Without it the half-year numbers would look pretty good. With it, they’re merely respectable. The market’s enthusiasm came more from the song that executive chairman John MacFarlane is singing about the future than what the man he sacked – Antony Jenkins – had done over the previous half year.

Mr McFarlane’s melody is not a terribly new one. He’s talking cost cuts, but he does have a point. Some 70 per cent of Barclays’ income – that’s not profits, but income – is eaten up in its production.

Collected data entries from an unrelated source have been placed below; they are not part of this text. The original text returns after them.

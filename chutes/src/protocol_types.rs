use serde::{Deserialize, Serialize};
use serde_json::{Map, Value};

use crate::PlayerIdx;

/// Request from the judge to a bot.
#[derive(Clone, Debug, Serialize, Deserialize)]
#[serde(tag = "type")]
pub enum Request {
    /// Request to reset the bot's state for a new game.
    ///
    /// The response should be an [`Okay`].
    NewGame {
        /// The bot's seat. Player 0 moves first.
        player_idx: PlayerIdx,
    },
    /// Request for the bot's next action.
    ///
    /// The response should be a [`ToolCall`].
    NextAction {
        /// At the start of a turn this describes both pawns. Within a turn it
        /// is the message produced by the bot's previous action.
        observation: String,
    },
    /// Informs the bot about the result of its last action.
    ///
    /// The response should be an [`Okay`].
    Observe { message: String },
    /// The bot should shut down. No response is expected.
    Bye,
}

/// Dummy struct for use in bot communication.
///
/// Used to signal an acknowledgement without data.
#[derive(Clone, Debug, Serialize, Deserialize)]
pub struct Okay();

/// An action as sent by an agent: a tool name and its arguments.
///
/// This is deliberately untyped, since agents can and do send anything.
/// See [`Action::from_tool_call()`](crate::Action::from_tool_call) for the
/// typed version.
#[derive(Clone, Debug, Default, PartialEq, Serialize, Deserialize)]
pub struct ToolCall {
    pub tool: String,
    /// When empty, this can be omitted from the JSON serialization.
    #[serde(default)]
    pub args: Map<String, Value>,
}

impl ToolCall {
    pub fn new(tool: impl Into<String>) -> Self {
        Self {
            tool: tool.into(),
            args: Map::new(),
        }
    }

    pub fn with_arg(mut self, name: &str, value: impl Into<Value>) -> Self {
        self.args.insert(String::from(name), value.into());
        self
    }
}

#[cfg(test)]
mod tests {
    use super::*;

    #[test]
    fn tool_call_json() {
        let call: ToolCall =
            serde_json::from_str(r#"{"tool": "move_pawn_to_square", "args": {"square": 5}}"#)
                .unwrap();
        assert_eq!(call, ToolCall::new("move_pawn_to_square").with_arg("square", 5));

        let call: ToolCall = serde_json::from_str(r#"{"tool": "end_turn"}"#).unwrap();
        assert!(call.args.is_empty());
    }

    #[test]
    fn request_is_tagged() {
        let json = serde_json::to_string(&Request::NextAction {
            observation: String::from("Your turn."),
        })
        .unwrap();
        assert_eq!(json, r#"{"type":"NextAction","observation":"Your turn."}"#);
    }
}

That is a number that would horrify even American banks such as JP Morgan, which is not well known for underpaying its bankers.

But it is bureaucracy, not bankers, that worries Mr McFarlane. He says Barclays needs to cut vast swaths of it – the figure of 375 management committees is regularly quoted. So in future there will be more devolved decision making, as he preaches the virtues of decentralisation. Its a pledge, if you like, to give the people in charge of individual businesses their heads, to let them get on with it without the dead hand of those committees constantly getting in their way.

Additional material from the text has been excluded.